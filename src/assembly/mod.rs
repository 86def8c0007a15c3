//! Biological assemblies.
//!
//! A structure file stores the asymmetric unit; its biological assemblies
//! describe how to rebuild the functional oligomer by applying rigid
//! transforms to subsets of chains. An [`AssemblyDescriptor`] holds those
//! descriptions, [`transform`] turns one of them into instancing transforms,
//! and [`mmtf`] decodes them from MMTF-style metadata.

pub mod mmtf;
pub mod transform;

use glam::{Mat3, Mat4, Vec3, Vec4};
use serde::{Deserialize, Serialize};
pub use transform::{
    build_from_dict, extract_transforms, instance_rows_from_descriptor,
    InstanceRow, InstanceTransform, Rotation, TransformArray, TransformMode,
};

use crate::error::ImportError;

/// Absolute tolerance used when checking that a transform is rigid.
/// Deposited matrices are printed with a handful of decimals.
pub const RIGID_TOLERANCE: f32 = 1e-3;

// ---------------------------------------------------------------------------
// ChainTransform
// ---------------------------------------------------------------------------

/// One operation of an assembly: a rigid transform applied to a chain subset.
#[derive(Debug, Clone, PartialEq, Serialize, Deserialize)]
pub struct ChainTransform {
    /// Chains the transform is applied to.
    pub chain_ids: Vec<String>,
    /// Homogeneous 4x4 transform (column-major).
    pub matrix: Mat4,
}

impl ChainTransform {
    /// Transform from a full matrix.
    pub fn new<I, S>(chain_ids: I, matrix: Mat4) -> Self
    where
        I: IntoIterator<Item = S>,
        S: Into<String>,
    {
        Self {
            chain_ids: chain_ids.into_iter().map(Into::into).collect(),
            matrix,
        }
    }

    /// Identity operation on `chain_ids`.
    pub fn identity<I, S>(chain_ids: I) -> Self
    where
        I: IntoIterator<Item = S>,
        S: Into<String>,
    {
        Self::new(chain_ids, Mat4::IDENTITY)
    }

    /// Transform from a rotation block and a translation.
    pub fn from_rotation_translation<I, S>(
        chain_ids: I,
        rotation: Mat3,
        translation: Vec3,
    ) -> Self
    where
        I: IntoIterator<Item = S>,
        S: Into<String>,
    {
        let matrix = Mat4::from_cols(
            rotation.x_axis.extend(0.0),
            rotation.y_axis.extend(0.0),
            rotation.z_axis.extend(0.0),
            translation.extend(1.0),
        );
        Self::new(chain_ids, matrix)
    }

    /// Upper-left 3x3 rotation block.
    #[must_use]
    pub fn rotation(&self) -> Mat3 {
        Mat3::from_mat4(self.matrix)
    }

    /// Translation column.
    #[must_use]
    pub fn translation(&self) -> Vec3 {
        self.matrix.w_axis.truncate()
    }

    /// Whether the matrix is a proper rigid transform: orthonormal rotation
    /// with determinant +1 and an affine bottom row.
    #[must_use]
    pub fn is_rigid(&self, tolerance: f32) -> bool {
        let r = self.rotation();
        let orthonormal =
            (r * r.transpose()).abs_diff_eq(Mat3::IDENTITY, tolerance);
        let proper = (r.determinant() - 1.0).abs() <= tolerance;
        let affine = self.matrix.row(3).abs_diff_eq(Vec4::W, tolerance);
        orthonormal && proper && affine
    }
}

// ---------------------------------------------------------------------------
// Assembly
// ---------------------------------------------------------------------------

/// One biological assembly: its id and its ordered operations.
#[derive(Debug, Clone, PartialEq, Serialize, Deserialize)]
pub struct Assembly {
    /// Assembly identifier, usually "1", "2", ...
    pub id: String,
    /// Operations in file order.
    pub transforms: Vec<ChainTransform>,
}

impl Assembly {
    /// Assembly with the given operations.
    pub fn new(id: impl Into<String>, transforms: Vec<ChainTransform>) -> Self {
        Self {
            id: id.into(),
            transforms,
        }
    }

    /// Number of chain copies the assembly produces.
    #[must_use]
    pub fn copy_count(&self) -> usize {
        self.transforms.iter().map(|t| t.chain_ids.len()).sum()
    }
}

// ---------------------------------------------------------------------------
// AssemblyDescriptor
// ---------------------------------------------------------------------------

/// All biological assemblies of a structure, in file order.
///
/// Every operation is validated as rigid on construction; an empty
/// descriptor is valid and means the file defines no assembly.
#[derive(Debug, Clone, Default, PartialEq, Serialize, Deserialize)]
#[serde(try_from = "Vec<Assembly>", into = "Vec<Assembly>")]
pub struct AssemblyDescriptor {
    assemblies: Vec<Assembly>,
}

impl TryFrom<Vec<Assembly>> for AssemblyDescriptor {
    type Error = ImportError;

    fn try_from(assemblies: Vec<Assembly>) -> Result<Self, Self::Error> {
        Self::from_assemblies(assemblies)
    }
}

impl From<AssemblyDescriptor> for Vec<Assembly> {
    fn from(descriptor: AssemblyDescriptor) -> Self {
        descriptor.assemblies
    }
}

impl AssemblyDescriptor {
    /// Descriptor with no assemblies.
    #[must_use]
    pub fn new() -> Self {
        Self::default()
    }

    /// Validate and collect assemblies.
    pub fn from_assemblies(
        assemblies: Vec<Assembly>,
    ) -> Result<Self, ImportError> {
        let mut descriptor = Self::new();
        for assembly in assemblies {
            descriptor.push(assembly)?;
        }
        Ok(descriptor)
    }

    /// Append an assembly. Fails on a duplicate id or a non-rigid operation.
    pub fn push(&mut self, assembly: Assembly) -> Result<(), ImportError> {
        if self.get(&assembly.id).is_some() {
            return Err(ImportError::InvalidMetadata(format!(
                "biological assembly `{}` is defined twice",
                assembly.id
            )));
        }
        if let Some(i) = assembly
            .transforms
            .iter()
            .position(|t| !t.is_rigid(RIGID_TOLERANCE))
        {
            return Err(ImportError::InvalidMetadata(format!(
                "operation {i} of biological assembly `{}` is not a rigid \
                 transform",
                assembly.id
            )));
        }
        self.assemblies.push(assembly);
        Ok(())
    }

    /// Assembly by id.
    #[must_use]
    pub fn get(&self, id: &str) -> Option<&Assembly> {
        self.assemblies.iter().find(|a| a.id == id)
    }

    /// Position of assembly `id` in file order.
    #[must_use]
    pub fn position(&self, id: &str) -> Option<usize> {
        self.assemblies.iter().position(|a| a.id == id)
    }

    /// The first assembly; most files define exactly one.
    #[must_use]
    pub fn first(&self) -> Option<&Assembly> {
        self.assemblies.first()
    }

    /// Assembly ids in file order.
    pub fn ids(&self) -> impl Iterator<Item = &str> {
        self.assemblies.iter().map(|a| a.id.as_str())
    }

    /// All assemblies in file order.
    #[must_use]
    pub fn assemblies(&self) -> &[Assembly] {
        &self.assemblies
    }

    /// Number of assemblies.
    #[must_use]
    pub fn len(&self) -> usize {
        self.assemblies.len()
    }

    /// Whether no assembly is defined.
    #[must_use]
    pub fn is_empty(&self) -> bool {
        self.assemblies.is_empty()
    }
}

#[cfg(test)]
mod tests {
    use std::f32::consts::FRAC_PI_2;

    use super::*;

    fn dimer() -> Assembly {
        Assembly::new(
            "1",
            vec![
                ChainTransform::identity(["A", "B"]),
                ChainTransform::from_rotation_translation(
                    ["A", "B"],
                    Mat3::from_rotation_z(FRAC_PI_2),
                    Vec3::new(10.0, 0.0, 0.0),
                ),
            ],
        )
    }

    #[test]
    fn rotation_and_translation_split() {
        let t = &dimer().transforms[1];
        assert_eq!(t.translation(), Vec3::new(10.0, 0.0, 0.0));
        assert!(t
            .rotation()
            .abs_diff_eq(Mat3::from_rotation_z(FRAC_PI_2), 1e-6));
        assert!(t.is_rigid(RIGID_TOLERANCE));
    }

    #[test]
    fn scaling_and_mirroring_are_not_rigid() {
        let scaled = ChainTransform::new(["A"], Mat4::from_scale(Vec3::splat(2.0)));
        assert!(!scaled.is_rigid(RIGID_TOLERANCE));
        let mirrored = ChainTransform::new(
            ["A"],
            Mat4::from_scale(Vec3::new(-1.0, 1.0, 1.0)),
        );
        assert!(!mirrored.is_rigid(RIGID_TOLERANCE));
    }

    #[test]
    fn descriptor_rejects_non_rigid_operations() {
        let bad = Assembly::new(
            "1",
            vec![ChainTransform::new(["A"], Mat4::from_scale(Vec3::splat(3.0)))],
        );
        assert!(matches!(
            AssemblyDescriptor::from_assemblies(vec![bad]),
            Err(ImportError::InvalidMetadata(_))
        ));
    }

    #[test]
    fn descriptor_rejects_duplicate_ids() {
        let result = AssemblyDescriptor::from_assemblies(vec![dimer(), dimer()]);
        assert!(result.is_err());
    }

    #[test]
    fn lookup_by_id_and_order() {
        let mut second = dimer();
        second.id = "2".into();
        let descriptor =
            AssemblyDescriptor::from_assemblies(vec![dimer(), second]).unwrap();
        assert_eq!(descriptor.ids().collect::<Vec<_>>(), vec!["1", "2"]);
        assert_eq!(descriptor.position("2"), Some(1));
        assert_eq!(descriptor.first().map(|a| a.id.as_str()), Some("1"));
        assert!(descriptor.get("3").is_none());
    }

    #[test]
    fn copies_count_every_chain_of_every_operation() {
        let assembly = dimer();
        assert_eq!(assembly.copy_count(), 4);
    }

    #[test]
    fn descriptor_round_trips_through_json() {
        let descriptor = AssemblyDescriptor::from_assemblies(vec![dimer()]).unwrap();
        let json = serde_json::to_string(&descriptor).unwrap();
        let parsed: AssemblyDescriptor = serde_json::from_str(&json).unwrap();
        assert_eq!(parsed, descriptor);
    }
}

——————

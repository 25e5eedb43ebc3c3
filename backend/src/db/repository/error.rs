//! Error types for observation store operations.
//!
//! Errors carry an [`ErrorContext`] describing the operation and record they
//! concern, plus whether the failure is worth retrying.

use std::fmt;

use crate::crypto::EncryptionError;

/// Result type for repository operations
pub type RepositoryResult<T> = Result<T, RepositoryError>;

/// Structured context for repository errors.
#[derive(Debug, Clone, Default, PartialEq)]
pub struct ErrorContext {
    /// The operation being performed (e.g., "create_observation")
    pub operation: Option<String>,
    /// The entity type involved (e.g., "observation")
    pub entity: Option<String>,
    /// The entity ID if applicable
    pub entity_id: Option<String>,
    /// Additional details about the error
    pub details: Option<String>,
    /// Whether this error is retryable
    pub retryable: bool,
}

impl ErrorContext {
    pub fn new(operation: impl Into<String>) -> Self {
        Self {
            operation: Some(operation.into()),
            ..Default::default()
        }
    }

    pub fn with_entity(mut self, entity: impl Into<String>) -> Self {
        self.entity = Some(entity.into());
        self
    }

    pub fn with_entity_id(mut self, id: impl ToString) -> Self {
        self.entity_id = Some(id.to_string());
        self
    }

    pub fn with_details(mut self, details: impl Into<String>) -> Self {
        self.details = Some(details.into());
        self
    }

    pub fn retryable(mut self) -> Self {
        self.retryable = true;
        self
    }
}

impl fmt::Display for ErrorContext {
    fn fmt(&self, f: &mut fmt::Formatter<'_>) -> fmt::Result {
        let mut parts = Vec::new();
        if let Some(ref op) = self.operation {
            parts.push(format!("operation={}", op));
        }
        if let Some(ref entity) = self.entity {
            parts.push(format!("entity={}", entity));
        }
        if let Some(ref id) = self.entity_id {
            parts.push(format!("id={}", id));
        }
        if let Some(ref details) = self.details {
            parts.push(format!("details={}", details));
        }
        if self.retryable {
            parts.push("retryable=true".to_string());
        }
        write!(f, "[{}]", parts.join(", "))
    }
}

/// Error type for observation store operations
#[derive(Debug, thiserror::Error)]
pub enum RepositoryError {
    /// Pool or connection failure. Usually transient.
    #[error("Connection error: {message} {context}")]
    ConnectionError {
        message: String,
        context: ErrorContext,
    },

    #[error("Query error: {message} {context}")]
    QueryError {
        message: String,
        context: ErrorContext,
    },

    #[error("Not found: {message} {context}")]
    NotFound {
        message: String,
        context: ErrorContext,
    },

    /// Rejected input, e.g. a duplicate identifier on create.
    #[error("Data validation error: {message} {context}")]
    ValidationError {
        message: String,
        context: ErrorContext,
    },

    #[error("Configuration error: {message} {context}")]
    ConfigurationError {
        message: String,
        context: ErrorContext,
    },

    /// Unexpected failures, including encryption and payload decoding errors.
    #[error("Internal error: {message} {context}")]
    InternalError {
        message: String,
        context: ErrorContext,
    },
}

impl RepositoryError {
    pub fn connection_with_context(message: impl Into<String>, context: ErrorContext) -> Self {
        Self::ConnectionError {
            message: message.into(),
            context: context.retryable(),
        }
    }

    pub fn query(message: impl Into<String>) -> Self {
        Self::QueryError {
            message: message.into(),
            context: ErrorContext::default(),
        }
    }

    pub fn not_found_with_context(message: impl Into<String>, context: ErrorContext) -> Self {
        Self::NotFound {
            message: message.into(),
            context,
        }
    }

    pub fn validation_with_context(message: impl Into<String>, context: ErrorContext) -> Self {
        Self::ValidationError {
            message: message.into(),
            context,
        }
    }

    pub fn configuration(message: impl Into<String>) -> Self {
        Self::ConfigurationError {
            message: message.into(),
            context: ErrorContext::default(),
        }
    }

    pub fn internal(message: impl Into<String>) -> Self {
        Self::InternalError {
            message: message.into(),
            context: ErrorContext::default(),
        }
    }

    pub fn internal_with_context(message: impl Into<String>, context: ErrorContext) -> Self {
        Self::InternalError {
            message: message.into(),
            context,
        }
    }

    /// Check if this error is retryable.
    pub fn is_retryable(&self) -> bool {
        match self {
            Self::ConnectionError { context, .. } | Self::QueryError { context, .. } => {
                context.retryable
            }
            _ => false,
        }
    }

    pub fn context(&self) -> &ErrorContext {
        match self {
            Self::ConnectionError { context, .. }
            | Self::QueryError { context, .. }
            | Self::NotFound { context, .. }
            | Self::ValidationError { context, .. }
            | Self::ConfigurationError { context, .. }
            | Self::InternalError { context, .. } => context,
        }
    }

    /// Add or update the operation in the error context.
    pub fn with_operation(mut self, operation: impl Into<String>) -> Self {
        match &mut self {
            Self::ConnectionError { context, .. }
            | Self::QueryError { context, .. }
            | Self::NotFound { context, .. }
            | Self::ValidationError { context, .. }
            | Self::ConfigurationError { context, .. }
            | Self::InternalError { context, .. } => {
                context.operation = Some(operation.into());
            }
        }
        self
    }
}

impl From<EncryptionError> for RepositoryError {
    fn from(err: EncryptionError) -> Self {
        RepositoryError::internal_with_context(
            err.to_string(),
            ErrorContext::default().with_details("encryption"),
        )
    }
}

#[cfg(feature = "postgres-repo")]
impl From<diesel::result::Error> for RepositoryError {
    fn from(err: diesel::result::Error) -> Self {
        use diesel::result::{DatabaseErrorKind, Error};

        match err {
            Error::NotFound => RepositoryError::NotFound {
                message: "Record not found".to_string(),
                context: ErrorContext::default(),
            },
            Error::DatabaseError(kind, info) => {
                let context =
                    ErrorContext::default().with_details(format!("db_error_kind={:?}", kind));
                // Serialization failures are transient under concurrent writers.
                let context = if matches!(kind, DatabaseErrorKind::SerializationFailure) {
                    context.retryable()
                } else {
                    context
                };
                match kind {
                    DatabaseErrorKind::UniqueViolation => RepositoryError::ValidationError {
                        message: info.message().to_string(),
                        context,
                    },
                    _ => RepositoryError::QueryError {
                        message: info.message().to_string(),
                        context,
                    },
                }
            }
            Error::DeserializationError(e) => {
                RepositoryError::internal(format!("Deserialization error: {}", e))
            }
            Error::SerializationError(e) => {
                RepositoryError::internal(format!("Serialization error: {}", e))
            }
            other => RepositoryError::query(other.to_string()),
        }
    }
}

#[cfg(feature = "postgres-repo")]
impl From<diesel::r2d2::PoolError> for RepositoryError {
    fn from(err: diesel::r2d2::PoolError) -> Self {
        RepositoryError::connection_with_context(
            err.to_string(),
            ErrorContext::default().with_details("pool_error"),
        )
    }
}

——————

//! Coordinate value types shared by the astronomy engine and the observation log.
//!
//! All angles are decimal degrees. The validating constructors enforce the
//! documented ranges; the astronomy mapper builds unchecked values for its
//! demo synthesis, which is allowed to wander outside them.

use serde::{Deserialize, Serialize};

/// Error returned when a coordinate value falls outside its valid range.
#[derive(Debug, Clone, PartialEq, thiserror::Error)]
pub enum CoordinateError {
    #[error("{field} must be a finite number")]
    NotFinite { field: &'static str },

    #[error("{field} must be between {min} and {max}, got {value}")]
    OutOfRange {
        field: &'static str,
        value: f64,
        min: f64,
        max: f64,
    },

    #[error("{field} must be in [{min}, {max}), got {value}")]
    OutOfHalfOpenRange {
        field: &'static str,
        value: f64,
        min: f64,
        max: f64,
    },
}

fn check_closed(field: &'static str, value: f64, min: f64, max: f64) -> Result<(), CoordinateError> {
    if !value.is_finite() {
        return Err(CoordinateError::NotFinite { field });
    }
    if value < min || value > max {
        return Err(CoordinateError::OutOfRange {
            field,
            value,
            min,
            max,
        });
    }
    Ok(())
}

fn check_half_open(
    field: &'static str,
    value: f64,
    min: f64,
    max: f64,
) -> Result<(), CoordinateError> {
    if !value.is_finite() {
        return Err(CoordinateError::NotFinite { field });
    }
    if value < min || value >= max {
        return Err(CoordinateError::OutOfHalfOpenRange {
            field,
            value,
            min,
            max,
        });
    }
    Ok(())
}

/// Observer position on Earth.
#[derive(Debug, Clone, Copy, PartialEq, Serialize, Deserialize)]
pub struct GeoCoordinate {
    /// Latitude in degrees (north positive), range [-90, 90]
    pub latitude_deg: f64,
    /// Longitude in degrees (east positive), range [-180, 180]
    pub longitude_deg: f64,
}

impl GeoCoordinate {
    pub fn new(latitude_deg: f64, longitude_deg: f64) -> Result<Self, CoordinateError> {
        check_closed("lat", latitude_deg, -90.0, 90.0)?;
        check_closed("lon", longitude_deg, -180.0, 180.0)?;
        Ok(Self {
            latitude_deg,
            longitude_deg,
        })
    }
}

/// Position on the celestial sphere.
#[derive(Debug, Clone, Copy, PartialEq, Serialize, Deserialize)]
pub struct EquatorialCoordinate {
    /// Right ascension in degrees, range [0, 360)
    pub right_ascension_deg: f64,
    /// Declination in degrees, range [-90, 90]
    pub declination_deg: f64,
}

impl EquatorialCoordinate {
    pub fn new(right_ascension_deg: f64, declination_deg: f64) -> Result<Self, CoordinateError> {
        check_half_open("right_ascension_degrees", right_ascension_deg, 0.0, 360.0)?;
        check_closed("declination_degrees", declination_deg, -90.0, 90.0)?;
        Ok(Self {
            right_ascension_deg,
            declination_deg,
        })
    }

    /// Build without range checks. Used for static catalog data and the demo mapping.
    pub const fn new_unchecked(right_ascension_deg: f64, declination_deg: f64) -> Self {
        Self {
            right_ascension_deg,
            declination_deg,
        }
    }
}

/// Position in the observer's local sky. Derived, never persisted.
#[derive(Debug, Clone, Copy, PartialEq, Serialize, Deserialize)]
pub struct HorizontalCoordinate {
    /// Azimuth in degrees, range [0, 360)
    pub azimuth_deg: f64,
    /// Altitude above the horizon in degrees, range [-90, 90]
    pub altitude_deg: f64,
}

——————

→ EXERCISE DIRECTIONS
Using the data above, return each line that includes the word "ImportError".

→ YOUR RESPONSE
use crate::error::ImportError;
    type Error = ImportError;
    ) -> Result<Self, ImportError> {
    pub fn push(&mut self, assembly: Assembly) -> Result<(), ImportError> {
            return Err(ImportError::InvalidMetadata(format!(
            return Err(ImportError::InvalidMetadata(format!(
            Err(ImportError::InvalidMetadata(_))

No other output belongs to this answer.